That's an extremely general description, but they're the five major categories on the spectrum in my eyes. Any sci-fi or fantasy sub-genre can usually be grouped under one of those five.
Sure, so for me ME just doesn't qualify as sci-fi. Or, perhaps it represents what sci-fi became, and I rather resent that. If Mass Effect is any form of sci-fi, then it is the very softest and squishiest sci-fi possible.

...but I'd disagree with your assertion that biotics are "just because" - great length is taken to explain how they work (dark energy, element zero, etc.).
Eezo's positive and negative behaviour is a cheat, but given it's a made up element I suppose they have license to decide how it may be exploited. But to me what's offered in the Codex's is little more than a 'just because' justification for a kind of Force analogue.

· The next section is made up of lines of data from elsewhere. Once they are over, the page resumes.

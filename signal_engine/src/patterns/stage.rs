//! 4-stage trend-cycle classification over weekly bars (Weinstein).
//!
//! Driven by a 30-period moving average of the close: the MA's level
//! relative to price plus its trailing slope place each bar in one of
//! four stages — basing, advancing, topping, declining.

use indexmap::IndexMap;
use market_data_client::models::bar::BarSeries;
use serde::Serialize;

use crate::indicator::Indicator;
use crate::indicators::moving_average::sma;
use crate::indicators::volume::latest_volume_ratio;

pub const STAGE_MA_PERIOD: usize = 30;
pub const SLOPE_WINDOW: usize = 4;
/// Absolute per-period slope threshold separating RISING/FALLING from
/// FLAT, in price units.
pub const SLOPE_EPSILON: f64 = 0.001;
const BREAKOUT_VOLUME_PERIOD: usize = 10;
const MANSFIELD_PERIOD: usize = 52;

#[derive(Debug, Clone, Copy, PartialEq, Eq, Serialize)]
#[serde(rename_all = "SCREAMING_SNAKE_CASE")]
pub enum SlopeClass {
    Rising,
    Falling,
    Flat,
}

#[derive(Debug, Clone, Copy, PartialEq, Eq, Serialize)]
#[serde(rename_all = "SCREAMING_SNAKE_CASE")]
pub enum Stage {
    Basing,
    Advancing,
    Topping,
    Declining,
}

impl Stage {
    pub fn number(self) -> u8 {
        match self {
            Stage::Basing => 1,
            Stage::Advancing => 2,
            Stage::Topping => 3,
            Stage::Declining => 4,
        }
    }

    pub fn label(self) -> &'static str {
        match self {
            Stage::Basing => "BASING",
            Stage::Advancing => "ADVANCING",
            Stage::Topping => "TOPPING",
            Stage::Declining => "DECLINING",
        }
    }
}

#[derive(Debug, Clone, Copy, Serialize)]
pub struct StageResult {
    pub moving_average: f64,
    pub slope: SlopeClass,
    pub stage: Stage,
}

#[derive(Debug, Clone, Serialize)]
pub struct StageBreakout {
    pub is_breakout: bool,
    pub confidence: f64,
    pub volume_ratio: Option<f64>,
}

#[derive(Debug, Clone, Copy)]
pub struct StageAnalyzer {
    pub ma_period: usize,
    pub slope_window: usize,
    pub epsilon: f64,
}

impl Default for StageAnalyzer {
    fn default() -> Self {
        Self {
            ma_period: STAGE_MA_PERIOD,
            slope_window: SLOPE_WINDOW,
            epsilon: SLOPE_EPSILON,
        }
    }
}

impl StageAnalyzer {
    /// Classifies every bar; `None` until both the MA window and the
    /// trailing slope window are full.
    pub fn analyze(&self, series: &BarSeries) -> Vec<Option<StageResult>> {
        let closes = series.closes();
        let ma = sma(&closes, self.ma_period);
        let mut out = Vec::with_capacity(closes.len());

        for i in 0..closes.len() {
            let Some(ma_now) = ma[i] else {
                out.push(None);
                continue;
            };
            let Some(slope) = self.slope_at(&ma, i) else {
                out.push(None);
                continue;
            };

            let price_above = closes[i] > ma_now;
            let rising = slope == SlopeClass::Rising;
            let stage = match (rising, price_above) {
                (true, true) => Stage::Advancing,
                (true, false) => Stage::Topping,
                (false, false) => Stage::Declining,
                (false, true) => Stage::Basing,
            };

            out.push(Some(StageResult {
                moving_average: ma_now,
                slope,
                stage,
            }));
        }

        out
    }

    fn slope_at(&self, ma: &[Option<f64>], i: usize) -> Option<SlopeClass> {
        if i < self.slope_window {
            return None;
        }
        let now = ma[i]?;
        let then = ma[i - self.slope_window]?;
        let slope = (now - then) / self.slope_window as f64;

        Some(if slope > self.epsilon {
            SlopeClass::Rising
        } else if slope < -self.epsilon {
            SlopeClass::Falling
        } else {
            SlopeClass::Flat
        })
    }

    /// Detects a stage-2 breakout on the latest bar: either already in
    /// stage 2, or a rising MA with price above it. Confidence scales
    /// with the latest volume against its 10-period average, capped at 1.
    pub fn detect_breakout(&self, series: &BarSeries) -> StageBreakout {
        let results = self.analyze(series);
        let Some(Some(latest)) = results.last() else {
            return StageBreakout {
                is_breakout: false,
                confidence: 0.0,
                volume_ratio: None,
            };
        };

        let close = series.bars[series.bars.len() - 1].close;
        let is_breakout = latest.stage == Stage::Advancing
            || (latest.slope == SlopeClass::Rising && close > latest.moving_average);
        if !is_breakout {
            return StageBreakout {
                is_breakout: false,
                confidence: 0.0,
                volume_ratio: None,
            };
        }

        let ratio = latest_volume_ratio(&series.volumes(), BREAKOUT_VOLUME_PERIOD).unwrap_or(1.0);
        StageBreakout {
            is_breakout: true,
            confidence: (0.5 + ratio / 2.0).min(1.0),
            volume_ratio: Some(ratio),
        }
    }
}

impl Indicator for StageAnalyzer {
    type Output = Vec<Option<StageResult>>;

    fn calculate(&self, series: &BarSeries) -> Self::Output {
        self.analyze(series)
    }

    fn name(&self) -> &'static str {
        "stage"
    }

    fn parameters(&self) -> IndexMap<&'static str, f64> {
        IndexMap::from([
            ("ma_period", self.ma_period as f64),
            ("slope_window", self.slope_window as f64),
            ("epsilon", self.epsilon),
        ])
    }
}

/// Mansfield relative strength: the instrument's 52-period relative
/// change minus the benchmark's. Positive means outperformance.
pub fn mansfield_rs(stock_closes: &[f64], benchmark_closes: &[f64]) -> Vec<Option<f64>> {
    let len = stock_closes.len().min(benchmark_closes.len());
    let mut out = Vec::with_capacity(len);
    for i in 0..len {
        if i < MANSFIELD_PERIOD {
            out.push(None);
            continue;
        }
        let stock_base = stock_closes[i - MANSFIELD_PERIOD];
        let bench_base = benchmark_closes[i - MANSFIELD_PERIOD];
        if stock_base <= 0.0 || bench_base <= 0.0 {
            out.push(None);
            continue;
        }
        let stock_change = stock_closes[i] / stock_base - 1.0;
        let bench_change = benchmark_closes[i] / bench_base - 1.0;
        out.push(Some(stock_change - bench_change));
    }
    out
}

#[cfg(test)]
mod tests {
    use super::*;
    use chrono::{Duration, NaiveDate};
    use market_data_client::models::bar::Bar;
    use market_data_client::models::timeframe::Timeframe;

    fn series(closes: &[f64], volumes: &[f64]) -> BarSeries {
        let start = NaiveDate::from_ymd_opt(2023, 1, 2).unwrap();
        let bars = closes
            .iter()
            .zip(volumes)
            .enumerate()
            .map(|(i, (&close, &volume))| Bar {
                date: start + Duration::weeks(i as i64),
                open: close,
                high: close + 1.0,
                low: close - 1.0,
                close,
                volume,
            })
            .collect();
        BarSeries::new("TEST", Timeframe::Weekly, bars)
    }

    #[test]
    fn rising_ma_with_price_above_is_stage_2() {
        // Monotone rise keeps the MA rising and price above it.
        let closes: Vec<f64> = (0..60).map(|i| 100.0 + i as f64).collect();
        let volumes = vec![1000.0; 60];
        let results = StageAnalyzer::default().analyze(&series(&closes, &volumes));

        assert!(results[28].is_none());
        for result in results.iter().skip(40) {
            let result = result.unwrap();
            assert_eq!(result.stage, Stage::Advancing);
            assert_eq!(result.slope, SlopeClass::Rising);
        }
    }

    #[test]
    fn falling_ma_with_price_below_is_stage_4() {
        let mut closes: Vec<f64> = (0..40).map(|i| 200.0 + i as f64).collect();
        closes.extend((0..40).map(|i| 240.0 - 3.0 * i as f64));
        let volumes = vec![1000.0; closes.len()];
        let results = StageAnalyzer::default().analyze(&series(&closes, &volumes));

        let last = results.last().unwrap().unwrap();
        assert_eq!(last.stage, Stage::Declining);
        assert_eq!(last.slope, SlopeClass::Falling);
    }

    #[test]
    fn flat_series_is_basing() {
        // A nudge small enough to keep the MA slope inside epsilon while
        // putting price just above the MA: flat slope + price above = stage 1.
        let closes: Vec<f64> = (0..50)
            .map(|i| if i == 49 { 100.01 } else { 100.0 })
            .collect();
        let volumes = vec![1000.0; 50];
        let results = StageAnalyzer::default().analyze(&series(&closes, &volumes));
        let last = results.last().unwrap().unwrap();
        assert_eq!(last.stage, Stage::Basing);
    }

    #[test]
    fn breakout_confidence_caps_at_one() {
        let closes: Vec<f64> = (0..60).map(|i| 100.0 + i as f64).collect();
        let mut volumes = vec![1000.0; 60];
        *volumes.last_mut().unwrap() = 50_000.0;
        let breakout = StageAnalyzer::default().detect_breakout(&series(&closes, &volumes));

        assert!(breakout.is_breakout);
        assert_eq!(breakout.confidence, 1.0);
        assert!(breakout.volume_ratio.unwrap() > 2.0);
    }

    #[test]
    fn no_breakout_without_enough_bars() {
        let closes: Vec<f64> = (0..10).map(|i| 100.0 + i as f64).collect();
        let volumes = vec![1000.0; 10];
        let breakout = StageAnalyzer::default().detect_breakout(&series(&closes, &volumes));
        assert!(!breakout.is_breakout);
        assert_eq!(breakout.confidence, 0.0);
    }

    #[test]
    fn mansfield_rs_sign_tracks_outperformance() {
        let stock: Vec<f64> = (0..60).map(|i| 100.0 * (1.0 + 0.01 * i as f64)).collect();
        let bench: Vec<f64> = (0..60).map(|i| 100.0 * (1.0 + 0.005 * i as f64)).collect();
        let rs = mansfield_rs(&stock, &bench);
        assert_eq!(rs[51], None);
        assert!(rs[52].unwrap() > 0.0);
        assert!(rs[59].unwrap() > 0.0);
    }
}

Manauvers I think fall under creative licence, and appearance may be down to either gratification, or lack of time/effort on alternate suits.
Then why, in ME2, explicitly state - aloud - to any remotely inquisitive player the basics of Newtonian law? That was a good yet all too brief example of spec-fic, or hard sci-fi (what I'd just term sci-fi); speculating rationally and logically on how life amongst the stars may really be like, specifically in this instance where military engagements are concerned - that a projectile can never be 'fire and forget' in space, given once it's moving it won't ever stop until it hits something/is affected by another force).

The Codex entries for ship engagements are also peppered with some interesting spec-fic/hard sci-fi, and yet in cutscenes all we ever get is fanciful - fantastical - pew-pew at 'knife fight' ranges. ME's lore and what is shown in gameplay and during cutscenes is so often contrary. I'm pretty sure no mass accelerated rounds would ever behave as they do in the game, either, at least on all targets without shields or armour due to issues with energy transfer; the energy generated at that speed at that range would surely vaporise sections of targets and/or simply over-penetrate to barely any worthwhile effect on target (possibly going on to punch holes in ship hulls, mind), depending on exactly how the 'bullets' deform to transfer energy.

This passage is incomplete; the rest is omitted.